There is apparently no difference between the old PA and the charger always used with the new model. Both charge, neither runs (true) PA.
You're memory is off some, the old model does not charge and heat at the same time. Ever. The voltage determines if it runs PA (if between 6.9 and 9.0 Volts) or charges (if between 10.1 and 15 Volts). If it's say 9.5 Volts you get the 'light show' (random flashing of lights) with neither PA nor charging going on.
A way of looking at it is the old one could never charge (high voltage) and run (PA mode, lower voltage) and that charging locked out heating. The new one has no PA mode (really), will
run if the battery is charged enough (the old one will run without a battery at all) no matter what the input voltage is and will charge if the voltage is high enough (over 8 Volts?) no matter if it heating or not. The new one works like a cell phone for the most part? The old one had to modes (PA and battery), the new one only one (on battery, but could be charging or not).
I think you're right, you need sufficient charge on the battery to heat, plugged in or not. Anyone find it different?

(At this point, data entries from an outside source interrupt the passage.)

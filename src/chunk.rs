use std::borrow::Cow;

use tracing::{debug, warn};

use crate::error::PipelineError;
use crate::model::{CellValue, Table};

/// Approximates how many bytes a table takes once serialized.
///
/// Implementations must be deterministic and monotone: adding a row never
/// lowers the estimate. The splitter only ever asks for the header and for
/// single rows, so a whole-table estimate is their sum.
pub trait SizeEstimator {
    fn header_size(&self, table: &Table) -> u64;

    fn row_size(&self, table: &Table, row: usize) -> u64;

    fn estimate_size(&self, table: &Table) -> u64 {
        (0..table.row_count()).fold(self.header_size(table), |total, row| {
            total + self.row_size(table, row)
        })
    }
}

/// Counts the bytes of the CSV rendering: cell text, delimiters, quoting and
/// one newline per line.
#[derive(Debug, Clone, Copy)]
pub struct CsvSizeEstimator {
    pub delimiter: char,
}

impl Default for CsvSizeEstimator {
    fn default() -> Self {
        Self { delimiter: ',' }
    }
}

impl CsvSizeEstimator {
    fn field_size(&self, text: &str) -> u64 {
        let needs_quotes = text
            .chars()
            .any(|ch| ch == self.delimiter || matches!(ch, '"' | '\n' | '\r'));
        let len = text.len() as u64;
        if needs_quotes {
            len + 2 + text.matches('"').count() as u64
        } else {
            len
        }
    }

    fn line_size<'a>(&self, fields: impl Iterator<Item = Cow<'a, str>>) -> u64 {
        let mut total = 0_u64;
        let mut count = 0_u64;
        for field in fields {
            total += self.field_size(&field);
            count += 1;
        }
        total + count.saturating_sub(1) + 1
    }
}

fn render(value: &CellValue) -> Cow<'_, str> {
    match value {
        CellValue::Text(text) => Cow::Borrowed(text.as_str()),
        other => Cow::Owned(other.to_string()),
    }
}

impl SizeEstimator for CsvSizeEstimator {
    fn header_size(&self, table: &Table) -> u64 {
        self.line_size(
            table
                .columns()
                .iter()
                .map(|column| Cow::Borrowed(column.name.as_str())),
        )
    }

    fn row_size(&self, table: &Table, row: usize) -> u64 {
        self.line_size(
            table
                .columns()
                .iter()
                .map(|column| render(&column.values[row])),
        )
    }
}

/// A contiguous run of rows from a split table. `chunk_index` starts at 1.
#[derive(Debug, Clone, PartialEq)]
pub struct Chunk {
    pub chunk_index: usize,
    pub size_bytes: u64,
    pub table: Table,
}

/// Splits `table` into chunks whose estimated CSV size stays within
/// `max_bytes`.
pub fn split(table: &Table, max_bytes: u64) -> Result<Vec<Chunk>, PipelineError> {
    split_with(table, max_bytes, &CsvSizeEstimator::default())
}

/// Greedy split: rows are added in order until the next one would push the
/// estimate past `max_bytes`, then a new chunk starts with that row. A row
/// that is too large on its own still gets a chunk of its own. A table with
/// no rows gives one empty chunk.
pub fn split_with(
    table: &Table,
    max_bytes: u64,
    estimator: &dyn SizeEstimator,
) -> Result<Vec<Chunk>, PipelineError> {
    if max_bytes == 0 {
        return Err(PipelineError::InvalidBudget(
            "max_bytes must be positive".to_string(),
        ));
    }

    let header = estimator.header_size(table);
    let mut chunks = Vec::new();
    let mut current: Vec<usize> = Vec::new();
    let mut current_size = header;

    let close = |rows: &mut Vec<usize>, size: u64, chunks: &mut Vec<Chunk>| {
        let chunk_index = chunks.len() + 1;
        if size > max_bytes {
            warn!(chunk_index, size_bytes = size, max_bytes, "single row exceeds the chunk budget");
        }
        chunks.push(Chunk {
            chunk_index,
            size_bytes: size,
            table: table.select_rows(rows),
        });
        rows.clear();
    };

    for row in 0..table.row_count() {
        let row_size = estimator.row_size(table, row);
        if !current.is_empty() && current_size + row_size > max_bytes {
            close(&mut current, current_size, &mut chunks);
            current_size = header;
        }
        current.push(row);
        current_size += row_size;
    }

    if !current.is_empty() || chunks.is_empty() {
        close(&mut current, current_size, &mut chunks);
    }

    debug!(rows = table.row_count(), chunks = chunks.len(), max_bytes, "split table");
    Ok(chunks)
}

#[cfg(test)]
mod tests {
    use pretty_assertions::assert_eq;

    use super::{CsvSizeEstimator, SizeEstimator, split};
    use crate::error::PipelineError;
    use crate::model::{CellValue, Table};

    fn table(rows: &[&[&str]]) -> Table {
        Table::from_rows(
            -1,
            vec!["id".to_string(), "name".to_string()],
            rows.iter()
                .map(|row| row.iter().map(|cell| CellValue::text(*cell)).collect())
                .collect(),
        )
        .expect("fixture table")
    }

    fn numbered(count: usize) -> Table {
        Table::from_rows(
            -1,
            vec!["id".to_string(), "name".to_string()],
            (0..count)
                .map(|index| {
                    vec![
                        CellValue::text(format!("{index:04}")),
                        CellValue::text(format!("name-{}", "x".repeat(index % 7))),
                    ]
                })
                .collect(),
        )
        .expect("fixture table")
    }

    fn row_ids(table: &Table) -> Vec<String> {
        table.rows().map(|row| row[0].to_string()).collect()
    }

    #[test]
    fn estimates_csv_bytes_with_quoting() {
        let input = table(&[&["1", "plain"], &["2", "has, comma"], &["3", "say \"hi\""]]);
        let estimator = CsvSizeEstimator::default();

        assert_eq!(estimator.header_size(&input), "id,name\n".len() as u64);
        assert_eq!(estimator.row_size(&input, 0), "1,plain\n".len() as u64);
        assert_eq!(estimator.row_size(&input, 1), "2,\"has, comma\"\n".len() as u64);
        assert_eq!(
            estimator.row_size(&input, 2),
            "3,\"say \"\"hi\"\"\"\n".len() as u64
        );
    }

    #[test]
    fn five_equal_rows_with_a_two_row_budget_split_two_two_one() {
        let input = table(&[
            &["1", "aaaa"],
            &["2", "bbbb"],
            &["3", "cccc"],
            &["4", "dddd"],
            &["5", "eeee"],
        ]);
        let budget = CsvSizeEstimator::default().estimate_size(&input.select_rows(&[0, 1]));

        let chunks = split(&input, budget).expect("split should succeed");
        let sizes = chunks
            .iter()
            .map(|chunk| chunk.table.row_count())
            .collect::<Vec<_>>();
        assert_eq!(sizes, vec![2, 2, 1]);
        assert_eq!(
            chunks.iter().map(|chunk| chunk.chunk_index).collect::<Vec<_>>(),
            vec![1, 2, 3]
        );
        assert!(chunks.iter().all(|chunk| chunk.size_bytes <= budget));
    }

    #[test]
    fn chunks_partition_rows_in_order() {
        let input = numbered(97);
        for budget in [20, 64, 150, 1_000, 100_000] {
            let chunks = split(&input, budget).expect("split should succeed");
            let rejoined = chunks
                .iter()
                .flat_map(|chunk| row_ids(&chunk.table))
                .collect::<Vec<_>>();
            assert_eq!(rejoined, row_ids(&input), "budget {budget}");
        }
    }

    #[test]
    fn larger_budgets_never_produce_more_chunks() {
        let input = numbered(60);
        let mut previous = usize::MAX;
        for budget in (10..400).step_by(7) {
            let count = split(&input, budget).expect("split should succeed").len();
            assert!(count <= previous, "budget {budget} gave {count} > {previous}");
            previous = count;
        }
    }

    #[test]
    fn oversized_row_is_passed_through_alone() {
        let long = "z".repeat(500);
        let input = table(&[&["1", "a"], &["2", long.as_str()], &["3", "b"]]);
        let chunks = split(&input, 40).expect("split should succeed");

        assert_eq!(chunks.len(), 3);
        assert_eq!(row_ids(&chunks[1].table), vec!["2"]);
        assert!(chunks[1].size_bytes > 40);
        assert!(chunks[0].size_bytes <= 40 && chunks[2].size_bytes <= 40);
    }

    #[test]
    fn zero_budget_is_rejected() {
        assert!(matches!(
            split(&table(&[&["1", "a"]]), 0),
            Err(PipelineError::InvalidBudget(_))
        ));
    }

    #[test]
    fn empty_table_gives_one_empty_chunk() {
        let chunks = split(&table(&[]), 10).expect("split should succeed");
        assert_eq!(chunks.len(), 1);
        assert_eq!(chunks[0].table.row_count(), 0);
        assert_eq!(chunks[0].table.column_names(), vec!["id", "name"]);
    }
}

You might rethink that charging scheme. Discharging down to zero LEDs (even running only
one more session after the last LED is dark) probably doesn't hurt the battery a significant amount (there are still several sessions before lock out), however routinely charging to 'full' definitely does. Simply storing such batteries fully charged will degrade them seriously in a year or so (just sitting, not being used at all) which is why they come shipped to you 'half charged'. If you simply stop the charging after the top LED lights but before the charge cycle stops (meaning you can't leave it plugged in 'all the time so it's ready to go') you can easily double the service life of the battery, even more. Used 'normally' you can expect about 300 "cycles" (recharges) from the battery (no matter how much you discharge it between provided you don't deeply discharge). If you stop at 4.1 Volts per battery rather than the 4.2 the Solo stops at that cycle number is 600. This is basically 90% capacity, one less session per charge? Drop that to 4.0 (about the point the last LED lights) and you double that again, 1200 cycles (each with 2 less potential sessions). Right now you're 'throwing away' the lower sessions in each charge cycle. You'll get many less sessions before wearing the battery out.

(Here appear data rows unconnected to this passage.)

use std::collections::HashSet;
use std::fmt::{Display, Formatter};

use chrono::NaiveDate;

use crate::error::PipelineError;

/// A single cell. Extraction produces `Text` and `Null`; type conversion
/// introduces `Number` and `Date`.
#[derive(Debug, Clone, PartialEq)]
pub enum CellValue {
    Null,
    Text(String),
    Number(f64),
    Date(NaiveDate),
}

impl CellValue {
    #[must_use]
    pub fn text(value: impl Into<String>) -> Self {
        Self::Text(value.into())
    }

    #[must_use]
    pub fn is_null(&self) -> bool {
        matches!(self, Self::Null)
    }

    pub(crate) fn key(&self) -> CellKey<'_> {
        match self {
            Self::Null => CellKey::Null,
            Self::Text(value) => CellKey::Text(value),
            Self::Number(value) => CellKey::Number(value.to_bits()),
            Self::Date(value) => CellKey::Date(*value),
        }
    }
}

impl Display for CellValue {
    fn fmt(&self, f: &mut Formatter<'_>) -> std::fmt::Result {
        match self {
            Self::Null => Ok(()),
            Self::Text(value) => f.write_str(value),
            #[allow(clippy::cast_possible_truncation)]
            Self::Number(value) if value.fract() == 0.0 && value.abs() < 1e15 => {
                write!(f, "{}", *value as i64)
            }
            Self::Number(value) => write!(f, "{value}"),
            Self::Date(value) => write!(f, "{}", value.format("%Y-%m-%d")),
        }
    }
}

/// Hashable view of a cell, used for duplicate-row detection.
#[derive(Debug, Clone, Copy, PartialEq, Eq, Hash)]
pub(crate) enum CellKey<'a> {
    Null,
    Text(&'a str),
    Number(u64),
    Date(NaiveDate),
}

#[derive(Debug, Clone, PartialEq)]
pub struct Column {
    pub name: String,
    pub values: Vec<CellValue>,
}

impl Column {
    #[must_use]
    pub fn new(name: impl Into<String>, values: Vec<CellValue>) -> Self {
        Self {
            name: name.into(),
            values,
        }
    }

    #[must_use]
    pub fn null_count(&self) -> usize {
        self.values.iter().filter(|value| value.is_null()).count()
    }
}

/// Column-major table. Construction enforces equal column lengths and unique
/// column names.
#[derive(Debug, Clone, PartialEq)]
pub struct Table {
    source_page: i32,
    columns: Vec<Column>,
}

impl Table {
    pub fn new(source_page: i32, columns: Vec<Column>) -> Result<Self, PipelineError> {
        if let Some(first) = columns.first() {
            let expected = first.values.len();
            if let Some(bad) = columns.iter().find(|column| column.values.len() != expected) {
                return Err(PipelineError::InvalidTable(format!(
                    "column '{}' has {} values, expected {expected}",
                    bad.name,
                    bad.values.len()
                )));
            }
        }

        let mut seen = HashSet::new();
        for column in &columns {
            if !seen.insert(column.name.as_str()) {
                return Err(PipelineError::InvalidTable(format!(
                    "duplicate column name '{}'",
                    column.name
                )));
            }
        }

        Ok(Self {
            source_page,
            columns,
        })
    }

    /// For stages that only drop whole rows and rename through
    /// [`dedupe_names`], which cannot break either invariant.
    pub(crate) fn from_checked_columns(source_page: i32, columns: Vec<Column>) -> Self {
        debug_assert!(Self::new(source_page, columns.clone()).is_ok());
        Self {
            source_page,
            columns,
        }
    }

    /// Builds a table from row-major cells. Short rows are padded with nulls,
    /// long rows are truncated to the header width.
    pub fn from_rows(
        source_page: i32,
        names: Vec<String>,
        rows: Vec<Vec<CellValue>>,
    ) -> Result<Self, PipelineError> {
        let width = names.len();
        let mut columns = names
            .into_iter()
            .map(|name| Column::new(name, Vec::with_capacity(rows.len())))
            .collect::<Vec<_>>();

        for row in rows {
            let mut cells = row.into_iter();
            for column in &mut columns {
                column.values.push(cells.next().unwrap_or(CellValue::Null));
            }
        }

        debug_assert_eq!(columns.len(), width);
        Self::new(source_page, columns)
    }

    #[must_use]
    pub fn source_page(&self) -> i32 {
        self.source_page
    }

    #[must_use]
    pub fn row_count(&self) -> usize {
        self.columns.first().map_or(0, |column| column.values.len())
    }

    #[must_use]
    pub fn column_count(&self) -> usize {
        self.columns.len()
    }

    #[must_use]
    pub fn column_names(&self) -> Vec<&str> {
        self.columns.iter().map(|column| column.name.as_str()).collect()
    }

    #[must_use]
    pub fn columns(&self) -> &[Column] {
        &self.columns
    }

    #[must_use]
    pub fn column(&self, name: &str) -> Option<&Column> {
        self.columns.iter().find(|column| column.name == name)
    }

    #[must_use]
    pub fn into_columns(self) -> Vec<Column> {
        self.columns
    }

    #[must_use]
    pub fn row(&self, index: usize) -> Option<Vec<&CellValue>> {
        if index >= self.row_count() {
            return None;
        }
        Some(
            self.columns
                .iter()
                .map(|column| &column.values[index])
                .collect(),
        )
    }

    pub fn rows(&self) -> impl Iterator<Item = Vec<&CellValue>> + '_ {
        (0..self.row_count()).map(|index| {
            self.columns
                .iter()
                .map(|column| &column.values[index])
                .collect()
        })
    }

    /// Copies the given rows, in the given order, into a new table with the
    /// same columns.
    #[must_use]
    pub fn select_rows(&self, indices: &[usize]) -> Self {
        let columns = self
            .columns
            .iter()
            .map(|column| {
                Column::new(
                    column.name.clone(),
                    indices
                        .iter()
                        .map(|&index| column.values[index].clone())
                        .collect(),
                )
            })
            .collect();

        Self {
            source_page: self.source_page,
            columns,
        }
    }
}

/// Makes names unique in order by suffixing repeats with `_2`, `_3`, ...
pub(crate) fn dedupe_names(names: Vec<String>) -> Vec<String> {
    let mut taken = HashSet::new();
    let mut out = Vec::with_capacity(names.len());
    for name in names {
        let mut candidate = name.clone();
        let mut suffix = 2_usize;
        while taken.contains(&candidate) {
            candidate = format!("{name}_{suffix}");
            suffix += 1;
        }
        taken.insert(candidate.clone());
        out.push(candidate);
    }
    out
}

/// `col_1`, `col_2`, ...
pub(crate) fn positional_names(width: usize) -> Vec<String> {
    (1..=width).map(|index| format!("col_{index}")).collect()
}

#[cfg(test)]
mod tests {
    use chrono::NaiveDate;

    use super::{CellValue, Column, Table, dedupe_names};
    use crate::error::PipelineError;

    #[test]
    fn pads_short_rows_with_nulls() {
        let table = Table::from_rows(
            3,
            vec!["a".to_string(), "b".to_string()],
            vec![
                vec![CellValue::text("1")],
                vec![CellValue::text("2"), CellValue::text("3")],
            ],
        )
        .expect("table should build");

        assert_eq!(table.row_count(), 2);
        assert_eq!(table.source_page(), 3);
        assert_eq!(table.row(0), Some(vec![&CellValue::text("1"), &CellValue::Null]));
    }

    #[test]
    fn rejects_ragged_columns_and_duplicate_names() {
        let ragged = Table::new(
            -1,
            vec![
                Column::new("a", vec![CellValue::Null]),
                Column::new("b", vec![]),
            ],
        );
        assert!(matches!(ragged, Err(PipelineError::InvalidTable(_))));

        let duplicate = Table::new(
            -1,
            vec![Column::new("a", vec![]), Column::new("a", vec![])],
        );
        assert!(matches!(duplicate, Err(PipelineError::InvalidTable(_))));
    }

    #[test]
    fn renders_numbers_and_dates() {
        assert_eq!(CellValue::Number(100.0).to_string(), "100");
        assert_eq!(CellValue::Number(100.5).to_string(), "100.5");
        assert_eq!(CellValue::Number(-3.0).to_string(), "-3");
        let date = NaiveDate::from_ymd_opt(2024, 1, 31).expect("valid date");
        assert_eq!(CellValue::Date(date).to_string(), "2024-01-31");
        assert_eq!(CellValue::Null.to_string(), "");
    }

    #[test]
    fn dedupes_names_past_existing_suffixes() {
        let names = dedupe_names(vec![
            "a_2".to_string(),
            "a".to_string(),
            "a".to_string(),
        ]);
        assert_eq!(names, vec!["a_2", "a", "a_3"]);
    }
}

The more hours they spend above 4 Volts the faster the battery dies from that alone.
Check out the stuff around Chart 4:
http://batteryuniversity.com/learn/article/how_to_prolong_lithium_based_batteries
It's not like topping up your car's gas tank. It's more like 'you only get to unlock the gas cap (and fill the car) XXX times before the cap won't come off'. If you run each tankfull down more the car goes more miles before it's useless. More so, if you don't fill up the last 1/5 of the tank, the cap unlocks a much larger number of times?

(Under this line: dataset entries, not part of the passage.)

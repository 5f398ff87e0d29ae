// src/handlers/finance.rs

use axum::{
    extract::{Path, State},
    http::StatusCode,
    response::IntoResponse,
    Json,
};
use uuid::Uuid;
use validator::Validate;

use crate::{
    common::error::{ApiError, AppError},
    config::AppState,
    middleware::{
        auth::SessionContext,
        rbac::{PermBillingWrite, PermPaymentsApprove, PermRemindersSend, RequirePermission},
    },
    models::{
        communications::{DispatchOutcome, InvoiceReminderPayload},
        finance::{
            CreateInvoicePayload, CreatePaymentPayload, Donation, DonationPayload, Invoice, InvoiceView,
            MarkInvoicePaidPayload, Payment, PaymentView, RejectPaymentPayload, UpdateInvoicePayload,
        },
    },
};

// ---
// Invoices
// ---

#[utoipa::path(
    get,
    path = "/api/invoices",
    tag = "Invoices",
    responses((status = 200, description = "Invoices with reconciled status", body = Vec<InvoiceView>)),
    security(("api_jwt" = []))
)]
pub async fn list_invoices(
    State(app_state): State<AppState>,
    _session: SessionContext,
) -> Result<impl IntoResponse, ApiError> {
    let invoices = app_state.finance_service.list_invoices().await?;
    Ok((StatusCode::OK, Json(invoices)))
}

#[utoipa::path(
    get,
    path = "/api/invoices/{id}",
    tag = "Invoices",
    params(("id" = String, Path, description = "Invoice id, e.g. INV-2025-004")),
    responses(
        (status = 200, description = "Invoice", body = InvoiceView),
        (status = 404, description = "Invoice not found")
    ),
    security(("api_jwt" = []))
)]
pub async fn get_invoice(
    State(app_state): State<AppState>,
    _session: SessionContext,
    Path(id): Path<String>,
) -> Result<impl IntoResponse, ApiError> {
    let invoice = app_state.finance_service.get_invoice(&id).await?;
    Ok((StatusCode::OK, Json(invoice)))
}

#[utoipa::path(
    post,
    path = "/api/invoices",
    tag = "Invoices",
    request_body = CreateInvoicePayload,
    responses((status = 201, description = "Invoice created", body = Invoice)),
    security(("api_jwt" = []))
)]
pub async fn create_invoice(
    State(app_state): State<AppState>,
    _guard: RequirePermission<PermBillingWrite>,
    Json(payload): Json<CreateInvoicePayload>,
) -> Result<impl IntoResponse, ApiError> {
    payload.validate().map_err(AppError::ValidationError)?;

    let invoice = app_state.finance_service.create_invoice(&payload).await?;
    Ok((StatusCode::CREATED, Json(invoice)))
}

#[utoipa::path(
    put,
    path = "/api/invoices/{id}",
    tag = "Invoices",
    request_body = UpdateInvoicePayload,
    params(("id" = String, Path, description = "Invoice id")),
    responses((status = 200, description = "Invoice updated", body = Invoice)),
    security(("api_jwt" = []))
)]
pub async fn update_invoice(
    State(app_state): State<AppState>,
    _guard: RequirePermission<PermBillingWrite>,
    Path(id): Path<String>,
    Json(payload): Json<UpdateInvoicePayload>,
) -> Result<impl IntoResponse, ApiError> {
    payload.validate().map_err(AppError::ValidationError)?;

    let invoice = app_state.finance_service.update_invoice(&id, &payload).await?;
    Ok((StatusCode::OK, Json(invoice)))
}

#[utoipa::path(
    delete,
    path = "/api/invoices/{id}",
    tag = "Invoices",
    params(("id" = String, Path, description = "Invoice id")),
    responses(
        (status = 204, description = "Invoice deleted"),
        (status = 409, description = "Paid invoices cannot be deleted")
    ),
    security(("api_jwt" = []))
)]
pub async fn delete_invoice(
    State(app_state): State<AppState>,
    _guard: RequirePermission<PermBillingWrite>,
    Path(id): Path<String>,
) -> Result<impl IntoResponse, ApiError> {
    app_state.finance_service.delete_invoice(&id).await?;
    Ok(StatusCode::NO_CONTENT)
}

#[utoipa::path(
    put,
    path = "/api/invoices/{id}/mark-paid",
    tag = "Invoices",
    request_body = MarkInvoicePaidPayload,
    params(("id" = String, Path, description = "Invoice id")),
    responses((status = 200, description = "Invoice settled", body = Invoice)),
    security(("api_jwt" = []))
)]
pub async fn mark_invoice_paid(
    State(app_state): State<AppState>,
    guard: RequirePermission<PermPaymentsApprove>,
    Path(id): Path<String>,
    Json(payload): Json<MarkInvoicePaidPayload>,
) -> Result<impl IntoResponse, ApiError> {
    payload.validate().map_err(AppError::ValidationError)?;

    let invoice = app_state
        .finance_service
        .mark_invoice_paid(&id, &payload, &guard.session().admin_name)
        .await?;
    Ok((StatusCode::OK, Json(invoice)))
}

#[utoipa::path(
    post,
    path = "/api/invoices/send-reminder",
    tag = "Invoices",
    request_body = InvoiceReminderPayload,
    responses(
        (status = 200, description = "Reminder emailed to the invoice's member", body = DispatchOutcome),
        (status = 422, description = "Member has nothing outstanding"),
        (status = 502, description = "Email provider failed")
    ),
    security(("api_jwt" = []))
)]
pub async fn send_invoice_reminder(
    State(app_state): State<AppState>,
    _guard: RequirePermission<PermRemindersSend>,
    Json(payload): Json<InvoiceReminderPayload>,
) -> Result<impl IntoResponse, ApiError> {
    let outcome = app_state
        .communication_service
        .email_invoice_member(payload.invoice_id.trim())
        .await?;
    Ok((StatusCode::OK, Json(outcome)))
}

// ---
// Payments
// ---

#[utoipa::path(
    get,
    path = "/api/payments",
    tag = "Payments",
    responses((status = 200, description = "All payments", body = Vec<PaymentView>)),
    security(("api_jwt" = []))
)]
pub async fn list_payments(
    State(app_state): State<AppState>,
    _session: SessionContext,
) -> Result<impl IntoResponse, ApiError> {
    let payments = app_state.finance_service.list_payments().await?;
    Ok((StatusCode::OK, Json(payments)))
}

#[utoipa::path(
    post,
    path = "/api/payments",
    tag = "Payments",
    request_body = CreatePaymentPayload,
    responses((status = 201, description = "Payment submitted for review", body = Payment)),
    security(("api_jwt" = []))
)]
pub async fn submit_payment(
    State(app_state): State<AppState>,
    _guard: RequirePermission<PermPaymentsApprove>,
    Json(payload): Json<CreatePaymentPayload>,
) -> Result<impl IntoResponse, ApiError> {
    payload.validate().map_err(AppError::ValidationError)?;

    let payment = app_state.finance_service.submit_payment(&payload).await?;
    Ok((StatusCode::CREATED, Json(payment)))
}

#[utoipa::path(
    put,
    path = "/api/payments/{id}/approve",
    tag = "Payments",
    params(("id" = Uuid, Path, description = "Payment id")),
    responses((status = 200, description = "Payment approved", body = Payment)),
    security(("api_jwt" = []))
)]
pub async fn approve_payment(
    State(app_state): State<AppState>,
    guard: RequirePermission<PermPaymentsApprove>,
    Path(id): Path<Uuid>,
) -> Result<impl IntoResponse, ApiError> {
    let payment = app_state
        .finance_service
        .approve_payment(id, &guard.session().admin_name)
        .await?;
    Ok((StatusCode::OK, Json(payment)))
}

#[utoipa::path(
    put,
    path = "/api/payments/{id}/reject",
    tag = "Payments",
    request_body = RejectPaymentPayload,
    params(("id" = Uuid, Path, description = "Payment id")),
    responses((status = 200, description = "Payment rejected", body = Payment)),
    security(("api_jwt" = []))
)]
pub async fn reject_payment(
    State(app_state): State<AppState>,
    _guard: RequirePermission<PermPaymentsApprove>,
    Path(id): Path<Uuid>,
    Json(payload): Json<RejectPaymentPayload>,
) -> Result<impl IntoResponse, ApiError> {
    payload.validate().map_err(AppError::ValidationError)?;

    let payment = app_state.finance_service.reject_payment(id, payload.reason.trim()).await?;
    Ok((StatusCode::OK, Json(payment)))
}

// ---
// Donations
// ---

#[utoipa::path(
    get,
    path = "/api/donations",
    tag = "Donations",
    responses((status = 200, description = "All donations", body = Vec<Donation>)),
    security(("api_jwt" = []))
)]
pub async fn list_donations(
    State(app_state): State<AppState>,
    _session: SessionContext,
) -> Result<impl IntoResponse, ApiError> {
    let donations = app_state.finance_service.list_donations().await?;
    Ok((StatusCode::OK, Json(donations)))
}

#[utoipa::path(
    post,
    path = "/api/donations",
    tag = "Donations",
    request_body = DonationPayload,
    responses((status = 201, description = "Donation recorded", body = Donation)),
    security(("api_jwt" = []))
)]
pub async fn create_donation(
    State(app_state): State<AppState>,
    _guard: RequirePermission<PermBillingWrite>,
    Json(payload): Json<DonationPayload>,
) -> Result<impl IntoResponse, ApiError> {
    payload.validate().map_err(AppError::ValidationError)?;

    let donation = app_state.finance_service.create_donation(&payload).await?;
    Ok((StatusCode::CREATED, Json(donation)))
}

#[utoipa::path(
    put,
    path = "/api/donations/{id}",
    tag = "Donations",
    request_body = DonationPayload,
    params(("id" = Uuid, Path, description = "Donation id")),
    responses((status = 200, description = "Donation updated", body = Donation)),
    security(("api_jwt" = []))
)]
pub async fn update_donation(
    State(app_state): State<AppState>,
    _guard: RequirePermission<PermBillingWrite>,
    Path(id): Path<Uuid>,
    Json(payload): Json<DonationPayload>,
) -> Result<impl IntoResponse, ApiError> {
    payload.validate().map_err(AppError::ValidationError)?;

    let donation = app_state.finance_service.update_donation(id, &payload).await?;
    Ok((StatusCode::OK, Json(donation)))
}

#[utoipa::path(
    delete,
    path = "/api/donations/{id}",
    tag = "Donations",
    params(("id" = Uuid, Path, description = "Donation id")),
    responses((status = 204, description = "Donation deleted")),
    security(("api_jwt" = []))
)]
pub async fn delete_donation(
    State(app_state): State<AppState>,
    _guard: RequirePermission<PermBillingWrite>,
    Path(id): Path<Uuid>,
) -> Result<impl IntoResponse, ApiError> {
    app_state.finance_service.delete_donation(id).await?;
    Ok(StatusCode::NO_CONTENT)
}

I think the flashing charge light while heating has nothing to do with the heating, the light would flash (because it's charging) no matter? I think this may be "masked" if the battery is nearly full, new owners would be freaking out with 'my unit was fully charged, I ran it in PA mode and now it's charging again....'?
I think we all know cell phones or laptops that are kept 'always plugged in and fully charged ready to go' that now have pathetic battery life? That, I think, will also happen to the Solo in the new scheme. Until we know more, I can't recommend leaving them plugged in and I've never recommended fully charging if you can help it (which will automatically happen if you leave it plugged in too long....).
However, even if abused in the worst way by charging Solo is still an outstanding performer. The battery will die eventually if you use it enough. Batteries are cheap, relatively, enjoy the Solo however you can?